Shameless
- Cover of Winter 2022 issue
- Frequency: Triannual
- First issue: 2004
- Final issue: 2023
- Country: Canada
- Language: English
- Website: shamelessmag.com

= Shameless (magazine) =

Canadian feminist magazine

Shameless was a Canadian magazine with a feminist and anti-oppressive practice perspective for girls and trans youth. It was published three times a year and also maintained a website featuring a blog, web stories and audio content. Shameless is a registered not-for-profit. It ran from 2004 to 2023.

== History and awards ==

Shameless was an independent Canadian voice for young women and trans youth. Its focus is broader than many teen magazines, packed with articles about arts, culture and current events, reflecting the diversity of their readers' interests and experiences. Shameless was founded in 2004 by Nicole Cohen and Melinda Mattos. In November 2023 it announced that it had ceased both print and online activities.

Shameless also ran a podcast, Shameless Talks, that can be found on their website and iTunes.

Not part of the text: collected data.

//! Byte codec for trimmed page bitmaps.
//!
//! Pages are stored as raw deflate streams at the fastest compression level:
//! one pass, no preset dictionary. Decoding writes straight into a caller
//! supplied buffer so the decode cache can reuse its slot allocations.

use flate2::write::DeflateEncoder;
use flate2::{Compression, Decompress, FlushDecompress, Status};
use std::io::Write;

/// Errors raised while compressing or decompressing page bytes
#[derive(Debug, thiserror::Error)]
pub enum CodecError {
    /// The encoder reported a failure
    #[error("compression failed: {0}")]
    Compress(#[from] std::io::Error),

    /// The compressed stream is malformed
    #[error("decompression failed: {0}")]
    Decompress(#[from] flate2::DecompressError),

    /// The output buffer cannot hold the expected bitmap
    #[error("output buffer too small: need {needed} bytes, have {available}")]
    BufferTooSmall { needed: usize, available: usize },

    /// The stream decoded to a different length than recorded at compression time
    #[error("decompressed size mismatch: expected {expected} bytes, got {actual}")]
    SizeMismatch { expected: usize, actual: usize },
}

/// Compress a trimmed bitmap.
pub fn compress(bytes: &[u8]) -> Result<Vec<u8>, CodecError> {
    // Trimmed pages are mostly flat color and shrink well below a quarter
    let buffer = Vec::with_capacity(bytes.len() / 4 + 64);
    let mut encoder = DeflateEncoder::new(buffer, Compression::fast());
    encoder.write_all(bytes)?;
    Ok(encoder.finish()?)
}

/// Decompress `compressed` into the front of `out`.
///
/// The stream must end exactly after `expected` bytes of output. Anything
/// else is reported as corruption rather than truncated or padded silently.
pub fn decompress_into(
    compressed: &[u8],
    expected: usize,
    out: &mut [u8],
) -> Result<(), CodecError> {
    if out.len() < expected {
        return Err(CodecError::BufferTooSmall {
            needed: expected,
            available: out.len(),
        });
    }

    let mut inflater = Decompress::new(false);
    let status =
        inflater.decompress(compressed, &mut out[..expected], FlushDecompress::Finish)?;
    let actual = inflater.total_out() as usize;

    if status != Status::StreamEnd {
        // A full output buffer means the stream holds more than `expected`
        // bytes; otherwise the input ended early.
        let actual = if actual < expected { actual } else { expected + 1 };
        return Err(CodecError::SizeMismatch { expected, actual });
    }

    if actual != expected {
        return Err(CodecError::SizeMismatch { expected, actual });
    }

    Ok(())
}

/// Decompress into a freshly allocated buffer of exactly `expected` bytes.
pub fn decompress(compressed: &[u8], expected: usize) -> Result<Vec<u8>, CodecError> {
    let mut out = vec![0u8; expected];
    decompress_into(compressed, expected, &mut out)?;
    Ok(out)
}

#[cfg(test)]
mod tests {
    use super::*;
    use rand::rngs::StdRng;
    use rand::{Rng, SeedableRng};

    fn sample_bitmap() -> Vec<u8> {
        // White page with a dark band, the typical shape of trimmed content
        let mut bytes = vec![255u8; 64 * 48 * 4];
        for row in 10..20 {
            let start = row * 64 * 4;
            bytes[start..start + 64 * 4].fill(0);
        }
        bytes
    }

    #[test]
    fn test_roundtrip_is_bit_exact() {
        let bitmap = sample_bitmap();
        let compressed = compress(&bitmap).unwrap();
        assert!(compressed.len() < bitmap.len());

        let restored = decompress(&compressed, bitmap.len()).unwrap();
        assert_eq!(restored, bitmap);
    }

    #[test]
    fn test_decompress_into_larger_buffer() {
        let bitmap = sample_bitmap();
        let compressed = compress(&bitmap).unwrap();

        let mut out = vec![7u8; bitmap.len() * 2];
        decompress_into(&compressed, bitmap.len(), &mut out).unwrap();
        assert_eq!(&out[..bitmap.len()], &bitmap[..]);
    }

    #[test]
    fn test_expected_size_too_small_is_mismatch() {
        let bitmap = sample_bitmap();
        let compressed = compress(&bitmap).unwrap();

        let result = decompress(&compressed, bitmap.len() - 4);
        assert!(matches!(result, Err(CodecError::SizeMismatch { .. })));
    }

    #[test]
    fn test_expected_size_too_large_is_mismatch() {
        let bitmap = sample_bitmap();
        let compressed = compress(&bitmap).unwrap();

        match decompress(&compressed, bitmap.len() + 4) {
            Err(CodecError::SizeMismatch { expected, actual }) => {
                assert_eq!(expected, bitmap.len() + 4);
                assert_eq!(actual, bitmap.len());
            }
            other => panic!("expected size mismatch, got {:?}", other),
        }
    }

    #[test]
    fn test_truncated_stream_reports_short_output() {
        // Noise barely compresses, so half the stream holds about half the bytes
        let mut rng = StdRng::seed_from_u64(7);
        let bitmap: Vec<u8> = (0..65_536).map(|_| rng.gen()).collect();
        let compressed = compress(&bitmap).unwrap();
        let truncated = &compressed[..compressed.len() / 2];

        match decompress(truncated, bitmap.len()) {
            Err(CodecError::SizeMismatch { expected, actual }) => {
                assert_eq!(expected, bitmap.len());
                assert!(actual < expected, "reported {} of {} bytes", actual, expected);
            }
            other => panic!("expected size mismatch, got {:?}", other.map(|b| b.len())),
        }
    }

    #[test]
    fn test_buffer_too_small() {
        let compressed = compress(&[1, 2, 3, 4]).unwrap();
        let mut out = [0u8; 2];
        let result = decompress_into(&compressed, 4, &mut out);
        assert!(matches!(result, Err(CodecError::BufferTooSmall { needed: 4, available: 2 })));
    }

    #[test]
    fn test_garbage_input_fails() {
        let garbage = [0xFFu8; 32];
        assert!(decompress(&garbage, 128).is_err());
    }
}
//! PDF Viewer Core Library
//!
//! Document sessions for the viewer: open a document, render its first
//! page, load the rest in the background in viewport order, and serve
//! decoded pages back to the viewport.

pub mod config;
pub mod error;
pub mod events;
pub mod layout;
pub mod loader;
pub mod session;
pub mod stats;

pub use config::{ConfigError, ViewerConfig};
pub use error::{LoadError, SessionError};
pub use events::{EventSink, SessionEvent};
pub use layout::{PageGeometry, TrimMode, MARGIN};
pub use loader::DocumentLoadScheduler;
pub use session::{DocumentSession, SessionState};
pub use stats::LoadStats;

In June 2004, Shameless was named Best New Magazine by Toronto alt-weekly NOW and nominated for two Utne Independent Press Awards (Best New Title and Best Design). In 2005, Shameless won an Utne award for Best Personal Life Writing. The magazine was nominated again in 2006, for Lifestyle coverage. In 2005, cover story “Making The Cut” was nominated for a National Magazine Award.

== The blog ==

Shameless also hosted a blog, which was named Best Feminist Blog in Canada in February 2008 by the Canadian F-Word Blog Awards and shortlisted again in 2012. The site has also won Best Entertainment Blog. Frequent topics include representation of women and trans folks, youth, race and sexuality in mainstream culture, independent artists and musicians, pop culture, news and current events.